July, 2008 : Review:

Review of Black Magic Woman, by Justin Gustainis

Black Magic Woman
by Justin Gustainis
Solaris (January 29, 2008)
ISBN: 1844165418

In the last five years or so, paranormal fantasies have flooded the marketplace—including everything from erotic paranormals, to paranormal romance, to dark fantasy of every stripe. Everywhere you look, it's vampires this, and werewolves that. Witches are the new black. So you'll excuse me if I'm getting a little jaded.

Even someone who doesn't particularly read the subgenre can probably list half a dozen paranormal authors off-hand, and someone who does read it...well, listing them would take all day. Many of them are good; some of them are even very good. But there's enough dreck out there to cause you to look at any new entry to the field with considerable skepticism.

Well, here's an entry into the field that you don't have to be skeptical about.

Black Magic Woman is the first in a new series by relative newcomer Justin Gustainis, centering around an occult investigator named Quincey Morris. If you recognize the name, give yourself brownie points: Quincey Morris was a rich young American from Texas who appears in Bram Stoker's novel Dracula, helping in the fight to destroy the Count, but dying in the last battle. Gustainis's Quincey Morris is the fictional great-grandson of Stoker's character, and follows in his ancestor's footsteps in the (more or less) here-and-now.

What begins as a simple assignment quickly turns into much more, which is hardly surprising given the genre. Quincey is hired to rid a family's house of a ghost that's been endangering them. He ropes in his friend, Libby Chastain, to help. She's a white witch whom he's worked with before, so it seems a simple enough matter.
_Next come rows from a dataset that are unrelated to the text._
#[cfg(test)]
mod tests {
    use super::*;
    use crate::engine::card::testing::*;

    use rand::{rngs::StdRng, seq::SliceRandom, Rng, SeedableRng};

    fn spec(format: &str, colors: &str) -> DeckSpec {
        DeckSpec {
            format: Format::new(format),
            color_identity: colors.parse().unwrap(),
            target_creatures: 0,
            target_removal: 0,
            target_ramp: 0,
            target_draw: 0,
            target_board_wipes: 0,
            target_lands: 0,
        }
    }

    #[test]
    fn empty_pool_gives_empty_list() {
        let list = build_deck(&[], &DeckSpec::default());
        assert_eq!(list, Decklist::empty("No buildable cards found."));
    }

    #[test]
    fn fully_filtered_pool_gives_empty_list() {
        let owned = vec![owned(4, creature("Merfolk", "{U}", "U", 1.0))];
        let list = build_deck(&owned, &spec("modern", "WB"));
        assert_eq!(list.message, NO_BUILDABLE_CARDS);
        assert!(list.main_deck.is_empty());
    }

    #[test]
    fn single_creature_stops_at_the_nonland_target() {
        // 59 lands leave exactly one nonland slot
        let spec = DeckSpec { target_creatures: 1, target_lands: 59, ..spec("modern", "") };
        let owned = vec![owned(3, creature("Construct", "", "", 0.0))];
        let build = DeckBuilder::default().build(&owned, &spec);

        assert_eq!(build.decklist.main_deck.get("Construct"), Some(&1));
        assert_eq!(build.diagnostics.nonland_chosen, 1);
        assert_eq!(build.decklist.main_deck.get("Wastes"), Some(&59));
        assert_eq!(build.decklist.total_cards(), 60);
        assert_eq!(build.decklist.message, "Deck built successfully with 60 cards!");
    }

    #[test]
    fn short_decks_carry_a_warning() {
        let spec = DeckSpec { target_creatures: 1, ..spec("modern", "") };
        let owned = vec![owned(3, creature("Construct", "", "", 0.0))];
        let list = build_deck(&owned, &spec);

        assert_eq!(list.main_deck.get("Construct"), Some(&3));
        assert_eq!(
            list.message,
            "Deck built successfully with 3 cards! WARNING: Final deck count is 3, which is incorrect for the 'modern' format."
        );
    }

    #[test]
    fn greedy_loop_follows_role_needs() {
        let spec = DeckSpec {
            target_creatures: 2,
            target_removal: 2,
            target_lands: 56,
            ..spec("modern", "R")
        };
        let owned = vec![
            owned(4, creature("Goblin", "{R}", "R", 1.0)),
            owned(4, printing("Shock", "Instant", "Shock deals 2 damage to any target.", "{R}", "R", 1.0)),
            owned(4, printing("Filler", "Enchantment", "", "{R}", "R", 1.0)),
        ];
        let build = DeckBuilder::default().build(&owned, &spec);
        let deck = &build.decklist.main_deck;
        assert_eq!(deck.get("Goblin"), Some(&2));
        assert_eq!(deck.get("Shock"), Some(&2));
        assert_eq!(deck.get("Filler"), None);
        assert_eq!(build.diagnostics.role_counts.get(&Role::Threat), Some(&2));
        assert_eq!(build.diagnostics.role_counts.get(&Role::Removal), Some(&2));
    }

    #[test]
    fn ties_go_to_the_first_card_seen() {
        let spec = DeckSpec { target_lands: 59, ..spec("modern", "") };
        let owned = vec![
            owned(1, printing("First", "Artifact", "", "{1}", "", 1.0)),
            owned(1, printing("Second", "Artifact", "", "{1}", "", 1.0)),
        ];
        let list = build_deck(&owned, &spec);
        assert_eq!(list.main_deck.get("First"), Some(&1));
        assert_eq!(list.main_deck.get("Second"), None);
    }

    #[test]
    fn expensive_cards_are_still_picked_when_nothing_else_is_left() {
        let spec = DeckSpec { target_lands: 58, ..spec("modern", "G") };
        let owned = vec![owned(1, printing("Huge", "Sorcery", "", "{9}{G}", "G", 10.0))];

        let pool = filter_pool(&owned, &spec, &RoleClassifier::standard());
        let deck = DeckConstruction::new(&spec, pool);
        let (_, huge) = deck.pool().next().unwrap();
        assert!(score_card(huge, &deck) < -1.0);

        let list = build_deck(&owned, &spec);
        assert_eq!(list.main_deck.get("Huge"), Some(&1));
        assert_eq!(list.main_deck.get("Forest"), Some(&58));
        assert!(list.message.contains("WARNING: Final deck count is 59"), "{}", list.message);
    }

    #[test]
    fn custom_classifier_drives_the_picks() {
        let spec = DeckSpec { target_removal: 1, target_lands: 59, ..spec("modern", "") };
        let owned = vec![
            owned(1, printing("Plain Rock", "Artifact", "", "{1}", "", 1.0)),
            owned(1, printing("Sac Outlet", "Artifact", "Sacrifice a creature: Scry 1.", "{1}", "", 1.0)),
        ];

        let standard = DeckBuilder::default().build(&owned, &spec);
        assert_eq!(standard.decklist.main_deck.get("Plain Rock"), Some(&1));

        let classifier = RoleClassifier::standard()
            .with_rule(TextRule::new(TextMatch::pattern(r"\bsacrifice\b"), vec![Role::Removal]));
        let custom = DeckBuilder::new(classifier).build(&owned, &spec);
        assert_eq!(custom.decklist.main_deck.get("Sac Outlet"), Some(&1));
        assert_eq!(custom.diagnostics.role_counts.get(&Role::Removal), Some(&1));
    }

    #[test]
    fn utility_lands_fill_less_than_half_the_land_slots() {
        let spec = DeckSpec { target_lands: 5, ..spec("modern", "W") };
        let mut collection: Vec<OwnedCard> = (0..5)
            .map(|i| owned(1, printing(&format!("Utility {i}"), "Land", "{T}: Add {C}.", "", "", 0.0)))
            .collect();
        collection.push(owned_basic("Plains", "Basic Land — Plains"));
        collection.push(owned(4, creature("Knight", "{W}", "W", 1.0)));

        let build = DeckBuilder::default().build(&collection, &spec);
        assert_eq!(build.diagnostics.nonbasic_lands, vec!["Utility 0", "Utility 1", "Utility 2"]);
        assert_eq!(build.diagnostics.basic_lands, BTreeMap::from([(ManaType::White, 2)]));
        assert_eq!(build.decklist.main_deck.get("Plains"), Some(&2));
        assert_eq!(build.decklist.main_deck.get("Utility 3"), None);
    }

    fn owned_basic(name: &str, type_line: &str) -> OwnedCard {
        owned(20, printing(name, type_line, "({T}: Add {W}.)", "", "", 0.0))
    }

    #[test]
    fn land_roles_never_enter_the_spell_phase() {
        let spec = DeckSpec { target_lands: 0, ..spec("modern", "W") };
        let owned = vec![
            owned(4, printing("Dryad Arbor", "Land Creature — Forest Dryad", "", "", "", 0.0)),
            owned(1, creature("Knight", "{W}", "W", 1.0)),
        ];
        let list = build_deck(&owned, &spec);
        assert_eq!(list.main_deck.get("Dryad Arbor"), None);
        assert_eq!(list.main_deck.get("Knight"), Some(&1));
    }

    #[test]
    fn oversized_land_target_never_overflows_the_deck() {
        let spec = DeckSpec { target_lands: 80, ..spec("modern", "W") };
        let owned = vec![owned(4, creature("Knight", "{W}", "W", 1.0))];
        let list = build_deck(&owned, &spec);
        assert_eq!(list.total_cards(), 60);
        assert_eq!(list.main_deck.get("Knight"), None);
    }

    fn random_card(rng: &mut StdRng, i: usize) -> OwnedCard {
        let texts = [
            "",
            "{T}: Add {G}.",
            "Draw two cards.",
            "Destroy target creature.",
            "Destroy all creatures.",
            "Counter target spell.",
            "Creatures you control get +1/+1.",
            "When this creature enters, draw a card.",
        ];
        let types = ["Creature — Elf", "Instant", "Sorcery", "Artifact", "Enchantment", "Land", "Basic Land — Swamp"];
        let colors = ["", "W", "B", "G", "WB", "BG"];

        let color = *colors.choose(rng).unwrap();
        let cost: String = color.chars().map(|c| format!("{{{c}}}")).collect();
        let card = printing(
            &format!("Card {i}"),
            types.choose(rng).unwrap(),
            texts.choose(rng).unwrap(),
            &cost,
            color,
            rng.gen_range(0..9) as f64,
        );
        owned(rng.gen_range(0..6), card)
    }

    #[test]
    fn random_builds_hold_the_deck_invariants() {
        let mut rng = StdRng::seed_from_u64(0x0dec_c0de);
        let builder = DeckBuilder::default();

        for round in 0..200 {
            let format = if round % 2 == 0 { "commander" } else { "modern" };
            let colors = ["", "W", "WB", "BG", "WBG"][round % 5];
            let spec = DeckSpec {
                format: Format::new(format),
                color_identity: colors.parse().unwrap(),
                target_creatures: rng.gen_range(0..30),
                target_removal: rng.gen_range(0..12),
                target_ramp: rng.gen_range(0..12),
                target_draw: rng.gen_range(0..12),
                target_board_wipes: rng.gen_range(0..4),
                target_lands: rng.gen_range(0..110),
            };
            let owned: Vec<OwnedCard> = (0..rng.gen_range(0..80)).map(|i| random_card(&mut rng, i)).collect();
            let owned_by_name: BTreeMap<String, usize> = owned.iter()
                .map(|line| (line.card.name.clone(), line.quantity))
                .collect();

            let build = builder.build(&owned, &spec);
            let list = &build.decklist;
            assert!(list.total_cards() <= spec.format.deck_size(), "round {round}: {}", list.total_cards());
            assert!(list.sideboard.is_empty());

            for (name, qty) in &list.main_deck {
                if let Some(owned_qty) = owned_by_name.get(name) {
                    assert!(*qty <= spec.format.copy_limit(), "round {round}: {name} x{qty}");
                    assert!(qty <= owned_qty, "round {round}: {name} x{qty} of {owned_qty}");
                }
            }

            let lands: usize = build.diagnostics.nonbasic_lands.len() + build.diagnostics.basic_lands.values().sum::<usize>();
            if !list.main_deck.is_empty() {
                assert_eq!(lands, spec.land_slots(), "round {round}");
            }
        }
    }

    #[test]
    fn role_counts_match_the_chosen_cards() {
        let mut rng = StdRng::seed_from_u64(7);
        let spec = DeckSpec {
            format: Format::new("modern"),
            color_identity: "WBG".parse().unwrap(),
            target_lands: 20,
            ..DeckSpec::default()
        };
        let owned: Vec<OwnedCard> = (0..60).map(|i| random_card(&mut rng, i)).collect();
        let pool = filter_pool(&owned, &spec, &RoleClassifier::standard());
        let mut deck = DeckConstruction::new(&spec, pool);

        select_nonland(&mut deck, spec.nonland_target());
        add_nonbasic_lands(&mut deck);

        for role in Role::ALL {
            let expected: usize = deck.chosen()
                .filter(|(card, _)| card.has_role(role))
                .map(|(_, qty)| qty)
                .sum();
            assert_eq!(deck.role_count(role), expected, "{role}");
        }
    }
}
But once they start the job, it's immediately obvious that things are far worse than they'd imagined. The house itself isn't haunted after all. Instead, the family is under a curse, one that's mean and nasty and wants to take a serious bite out of them, and out of Quincey and Libby when they get in the way. And the curse has its roots in a vendetta that dates back to the Salem witch trials.

Libby is able to clamp the lid down on the curse for the time being, but it's quickly obvious that they've got to track down the source, or as soon as Libby relaxes her guard, it'll come back as strong as ever. Even worse for Quincey and Libby, the witch using the black magic to curse the family realizes this as well, and shifts her attack to them—destroy the protector and you destroy the protection.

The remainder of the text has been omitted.